PROBLEM DETAILS — Go through the records below and copy out every line holding "impl".

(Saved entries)
---------------

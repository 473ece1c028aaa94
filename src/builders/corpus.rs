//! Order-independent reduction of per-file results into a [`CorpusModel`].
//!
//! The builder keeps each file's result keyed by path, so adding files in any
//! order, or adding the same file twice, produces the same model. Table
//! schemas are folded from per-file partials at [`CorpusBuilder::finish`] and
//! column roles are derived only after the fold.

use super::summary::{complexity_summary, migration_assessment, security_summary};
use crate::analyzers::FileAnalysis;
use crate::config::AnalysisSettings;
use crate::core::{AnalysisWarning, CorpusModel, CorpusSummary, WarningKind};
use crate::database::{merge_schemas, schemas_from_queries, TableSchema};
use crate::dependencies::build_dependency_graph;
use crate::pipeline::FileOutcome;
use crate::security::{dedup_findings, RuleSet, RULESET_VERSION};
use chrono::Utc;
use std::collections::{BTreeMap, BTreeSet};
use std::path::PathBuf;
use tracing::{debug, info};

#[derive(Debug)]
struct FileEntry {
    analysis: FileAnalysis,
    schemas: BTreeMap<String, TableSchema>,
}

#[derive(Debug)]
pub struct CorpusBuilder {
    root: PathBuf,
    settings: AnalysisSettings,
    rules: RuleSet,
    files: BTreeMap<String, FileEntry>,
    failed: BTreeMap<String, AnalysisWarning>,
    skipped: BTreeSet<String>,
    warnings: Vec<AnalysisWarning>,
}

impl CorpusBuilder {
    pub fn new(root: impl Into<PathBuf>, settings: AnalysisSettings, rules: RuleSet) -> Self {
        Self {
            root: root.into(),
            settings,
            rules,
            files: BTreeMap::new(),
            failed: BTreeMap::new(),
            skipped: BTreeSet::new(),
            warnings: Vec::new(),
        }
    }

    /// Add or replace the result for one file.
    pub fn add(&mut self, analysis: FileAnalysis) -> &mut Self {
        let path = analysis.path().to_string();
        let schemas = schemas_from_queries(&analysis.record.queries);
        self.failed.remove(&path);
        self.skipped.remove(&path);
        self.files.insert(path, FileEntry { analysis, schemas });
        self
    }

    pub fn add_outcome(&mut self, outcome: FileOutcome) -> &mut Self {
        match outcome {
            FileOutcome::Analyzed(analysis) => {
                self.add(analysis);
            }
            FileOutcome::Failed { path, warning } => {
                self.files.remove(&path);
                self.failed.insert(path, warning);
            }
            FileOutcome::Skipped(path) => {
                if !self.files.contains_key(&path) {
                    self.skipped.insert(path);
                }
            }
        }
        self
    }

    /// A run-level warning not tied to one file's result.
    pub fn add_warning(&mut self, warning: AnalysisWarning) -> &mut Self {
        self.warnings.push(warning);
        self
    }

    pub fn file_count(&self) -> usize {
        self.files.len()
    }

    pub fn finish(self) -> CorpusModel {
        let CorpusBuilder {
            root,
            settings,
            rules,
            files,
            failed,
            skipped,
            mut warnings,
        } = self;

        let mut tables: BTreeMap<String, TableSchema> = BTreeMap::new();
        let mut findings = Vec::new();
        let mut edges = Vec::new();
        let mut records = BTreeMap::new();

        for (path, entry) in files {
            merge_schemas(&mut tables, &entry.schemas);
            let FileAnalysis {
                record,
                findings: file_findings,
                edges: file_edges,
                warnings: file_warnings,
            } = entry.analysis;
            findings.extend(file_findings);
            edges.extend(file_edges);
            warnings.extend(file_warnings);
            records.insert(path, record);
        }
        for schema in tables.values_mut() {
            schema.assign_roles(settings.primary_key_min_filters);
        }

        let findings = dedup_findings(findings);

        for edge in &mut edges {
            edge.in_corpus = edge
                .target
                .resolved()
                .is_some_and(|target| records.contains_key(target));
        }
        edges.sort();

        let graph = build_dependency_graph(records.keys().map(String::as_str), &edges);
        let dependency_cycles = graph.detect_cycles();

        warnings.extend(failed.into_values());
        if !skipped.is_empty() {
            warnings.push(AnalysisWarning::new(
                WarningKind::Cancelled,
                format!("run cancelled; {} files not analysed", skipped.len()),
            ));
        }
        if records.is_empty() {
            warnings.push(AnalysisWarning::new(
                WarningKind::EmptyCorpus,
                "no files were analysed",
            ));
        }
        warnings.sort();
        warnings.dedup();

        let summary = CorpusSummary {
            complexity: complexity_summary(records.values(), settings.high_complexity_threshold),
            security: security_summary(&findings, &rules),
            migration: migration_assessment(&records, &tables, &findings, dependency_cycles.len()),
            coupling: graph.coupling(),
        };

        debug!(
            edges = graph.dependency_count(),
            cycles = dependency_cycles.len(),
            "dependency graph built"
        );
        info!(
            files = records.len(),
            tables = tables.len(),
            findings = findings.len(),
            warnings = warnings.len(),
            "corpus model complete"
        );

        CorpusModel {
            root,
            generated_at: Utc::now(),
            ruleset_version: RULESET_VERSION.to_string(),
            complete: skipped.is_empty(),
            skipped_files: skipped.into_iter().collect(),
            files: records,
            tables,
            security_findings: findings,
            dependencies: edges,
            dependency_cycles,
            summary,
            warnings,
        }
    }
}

---------------

SOLUTION FOR THIS TASK —
impl CorpusBuilder {
    pub fn new(root: impl Into<PathBuf>, settings: AnalysisSettings, rules: RuleSet) -> Self {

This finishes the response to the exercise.